Beneath this task are records; print exactly the stretch of them from the line with "pub struct ContentCandidate" through the line with "disables the age", both ends included.

*** Opening DATA PROVIDED ***

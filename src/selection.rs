use chrono::{DateTime, Duration, Utc};
use serde::{Deserialize, Serialize};

use crate::model::SelectionCriteria;

/// A piece of content offered to the builder for selection.
#[derive(Debug, Clone, Default, Serialize, Deserialize, PartialEq)]
#[serde(rename_all = "camelCase", default)]
pub struct ContentCandidate {
    pub id: String,
    pub source: String,
    pub category: Option<String>,
    pub title: String,
    pub summary: Option<String>,
    pub quality_score: f64,
    pub published_at: Option<DateTime<Utc>>,
}

impl SelectionCriteria {
    /// Whether `candidate` passes every configured rule.
    ///
    /// Source and category lists are allow-lists; keywords match the title or
    /// summary case-insensitively. A `max_age_days` of zero disables the age
    /// rule, and candidates without a publish date are never considered stale.
    pub fn admits(&self, candidate: &ContentCandidate, now: DateTime<Utc>) -> bool {
        if !self.sources.is_empty() && !contains_ignore_case(&self.sources, &candidate.source) {
            return false;
        }
        if !self.categories.is_empty() {
            match candidate.category.as_deref() {
                Some(category) if contains_ignore_case(&self.categories, category) => {}
                _ => return false,
            }
        }
        if !self.keywords.is_empty() {
            let haystack = format!(
                "{} {}",
                candidate.title,
                candidate.summary.as_deref().unwrap_or_default()
            )
            .to_lowercase();
            if !self
                .keywords
                .iter()
                .any(|k| haystack.contains(&k.to_lowercase()))
            {
                return false;
            }
        }
        if candidate.quality_score < self.min_quality_score {
            return false;
        }
        if self.max_age_days > 0 {
            if let Some(published) = candidate.published_at {
                if now.signed_duration_since(published) > Duration::days(self.max_age_days as i64) {
                    return false;
                }
            }
        }
        true
    }
}

fn contains_ignore_case(list: &[String], value: &str) -> bool {
    list.iter().any(|item| item.eq_ignore_ascii_case(value))
}

/// Candidates admitted by `criteria`, in their original order.
pub fn eligible_content<'a>(
    criteria: &SelectionCriteria,
    candidates: &'a [ContentCandidate],
    now: DateTime<Utc>,
) -> Vec<&'a ContentCandidate> {
    candidates
        .iter()
        .filter(|c| criteria.admits(c, now))
        .collect()
}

*** Closing DATA PROVIDED ***

■ **ANSWER BOX**:
pub struct ContentCandidate {
    pub id: String,
    pub source: String,
    pub category: Option<String>,
    pub title: String,
    pub summary: Option<String>,
    pub quality_score: f64,
    pub published_at: Option<DateTime<Utc>>,
}

impl SelectionCriteria {
    /// Whether `candidate` passes every configured rule.
    ///
    /// Source and category lists are allow-lists; keywords match the title or
    /// summary case-insensitively. A `max_age_days` of zero disables the age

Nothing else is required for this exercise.